━━ DATA FOR PROCESSING
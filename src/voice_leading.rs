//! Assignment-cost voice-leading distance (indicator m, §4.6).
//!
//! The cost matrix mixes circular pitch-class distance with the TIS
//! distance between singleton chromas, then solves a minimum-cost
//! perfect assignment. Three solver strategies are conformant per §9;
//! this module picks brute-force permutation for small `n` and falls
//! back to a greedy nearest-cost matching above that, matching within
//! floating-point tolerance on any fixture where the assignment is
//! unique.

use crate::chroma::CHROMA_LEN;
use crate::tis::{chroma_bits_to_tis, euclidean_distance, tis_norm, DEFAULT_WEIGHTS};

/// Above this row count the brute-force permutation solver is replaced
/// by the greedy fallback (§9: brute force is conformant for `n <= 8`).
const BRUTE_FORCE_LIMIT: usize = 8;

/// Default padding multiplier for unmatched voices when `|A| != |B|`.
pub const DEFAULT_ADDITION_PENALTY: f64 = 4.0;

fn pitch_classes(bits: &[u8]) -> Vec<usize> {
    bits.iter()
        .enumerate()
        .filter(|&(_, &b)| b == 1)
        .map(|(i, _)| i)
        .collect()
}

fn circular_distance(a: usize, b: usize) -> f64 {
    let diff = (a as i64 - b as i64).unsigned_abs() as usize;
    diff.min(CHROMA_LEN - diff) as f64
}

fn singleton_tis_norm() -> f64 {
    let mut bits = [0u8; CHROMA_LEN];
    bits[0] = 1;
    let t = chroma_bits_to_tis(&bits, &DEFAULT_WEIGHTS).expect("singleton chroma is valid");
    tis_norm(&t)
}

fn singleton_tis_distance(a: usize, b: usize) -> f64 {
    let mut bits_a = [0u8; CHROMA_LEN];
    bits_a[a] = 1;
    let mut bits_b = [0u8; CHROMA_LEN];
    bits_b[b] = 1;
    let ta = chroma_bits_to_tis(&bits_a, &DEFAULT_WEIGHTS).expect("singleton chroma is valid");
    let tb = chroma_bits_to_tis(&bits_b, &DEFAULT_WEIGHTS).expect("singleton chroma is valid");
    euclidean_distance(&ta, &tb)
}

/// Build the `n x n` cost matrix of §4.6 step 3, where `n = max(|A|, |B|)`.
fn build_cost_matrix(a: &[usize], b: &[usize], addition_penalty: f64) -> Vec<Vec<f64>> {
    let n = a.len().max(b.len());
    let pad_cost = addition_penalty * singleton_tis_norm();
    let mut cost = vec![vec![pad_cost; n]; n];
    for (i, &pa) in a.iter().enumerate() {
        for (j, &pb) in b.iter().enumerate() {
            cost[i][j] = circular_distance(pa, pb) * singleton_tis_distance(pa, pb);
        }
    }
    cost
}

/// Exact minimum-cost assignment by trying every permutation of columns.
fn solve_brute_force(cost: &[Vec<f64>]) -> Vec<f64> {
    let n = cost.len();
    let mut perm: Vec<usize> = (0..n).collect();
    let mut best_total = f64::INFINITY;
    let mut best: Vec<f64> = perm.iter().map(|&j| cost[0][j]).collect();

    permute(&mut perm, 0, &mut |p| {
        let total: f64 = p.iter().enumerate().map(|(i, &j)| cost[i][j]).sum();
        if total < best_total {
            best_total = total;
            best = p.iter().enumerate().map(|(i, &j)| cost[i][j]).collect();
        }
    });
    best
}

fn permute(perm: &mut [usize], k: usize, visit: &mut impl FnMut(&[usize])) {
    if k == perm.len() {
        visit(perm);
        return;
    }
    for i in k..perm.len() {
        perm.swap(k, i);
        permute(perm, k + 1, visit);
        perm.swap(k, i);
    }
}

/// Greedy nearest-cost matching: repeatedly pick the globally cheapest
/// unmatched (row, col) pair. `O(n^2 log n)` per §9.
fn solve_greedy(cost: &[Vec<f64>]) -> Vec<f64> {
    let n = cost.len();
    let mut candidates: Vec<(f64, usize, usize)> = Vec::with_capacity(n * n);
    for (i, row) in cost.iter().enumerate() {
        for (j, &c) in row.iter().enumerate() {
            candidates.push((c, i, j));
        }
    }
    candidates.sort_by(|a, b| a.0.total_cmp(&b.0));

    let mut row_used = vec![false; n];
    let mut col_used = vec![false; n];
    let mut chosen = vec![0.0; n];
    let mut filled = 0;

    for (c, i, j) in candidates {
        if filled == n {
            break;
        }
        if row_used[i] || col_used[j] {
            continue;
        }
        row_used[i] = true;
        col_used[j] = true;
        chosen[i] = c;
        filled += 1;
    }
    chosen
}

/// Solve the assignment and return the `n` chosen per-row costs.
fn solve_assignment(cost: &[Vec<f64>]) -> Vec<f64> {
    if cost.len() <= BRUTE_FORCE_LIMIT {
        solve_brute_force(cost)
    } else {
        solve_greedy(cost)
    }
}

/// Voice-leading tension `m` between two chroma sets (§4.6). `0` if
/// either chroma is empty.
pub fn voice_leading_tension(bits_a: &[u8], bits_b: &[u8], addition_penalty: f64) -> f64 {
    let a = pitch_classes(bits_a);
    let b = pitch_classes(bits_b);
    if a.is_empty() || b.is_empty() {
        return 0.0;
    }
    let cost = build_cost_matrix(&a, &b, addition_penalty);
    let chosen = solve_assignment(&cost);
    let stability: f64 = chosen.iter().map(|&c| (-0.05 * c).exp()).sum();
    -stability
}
━━━━
━━ DATA FOR PROCESSING
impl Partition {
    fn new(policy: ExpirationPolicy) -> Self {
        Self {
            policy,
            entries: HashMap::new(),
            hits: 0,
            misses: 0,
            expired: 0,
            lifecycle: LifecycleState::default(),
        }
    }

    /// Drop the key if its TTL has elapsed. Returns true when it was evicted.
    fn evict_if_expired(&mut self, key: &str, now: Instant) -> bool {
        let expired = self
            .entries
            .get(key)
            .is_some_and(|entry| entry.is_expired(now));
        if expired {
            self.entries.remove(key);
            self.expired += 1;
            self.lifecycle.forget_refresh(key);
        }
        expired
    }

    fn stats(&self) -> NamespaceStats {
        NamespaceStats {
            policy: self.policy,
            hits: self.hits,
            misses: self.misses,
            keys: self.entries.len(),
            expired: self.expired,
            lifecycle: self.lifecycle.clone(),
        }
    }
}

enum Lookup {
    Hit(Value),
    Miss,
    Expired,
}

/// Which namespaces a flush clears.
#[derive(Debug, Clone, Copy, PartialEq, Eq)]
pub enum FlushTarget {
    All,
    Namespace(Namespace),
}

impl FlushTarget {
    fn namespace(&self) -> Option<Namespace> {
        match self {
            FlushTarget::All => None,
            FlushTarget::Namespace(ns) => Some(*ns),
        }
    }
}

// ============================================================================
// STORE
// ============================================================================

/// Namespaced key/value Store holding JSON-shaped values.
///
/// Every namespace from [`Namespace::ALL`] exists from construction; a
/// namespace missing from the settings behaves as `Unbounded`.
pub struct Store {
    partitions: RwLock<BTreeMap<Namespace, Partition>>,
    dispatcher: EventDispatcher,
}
━━━━
## [WORK TO BE COMPLETED]
Looking only at the entries, count the lines that contain the word "where", then state that count and nothing else.

## [THE COMPLETED TASK]
2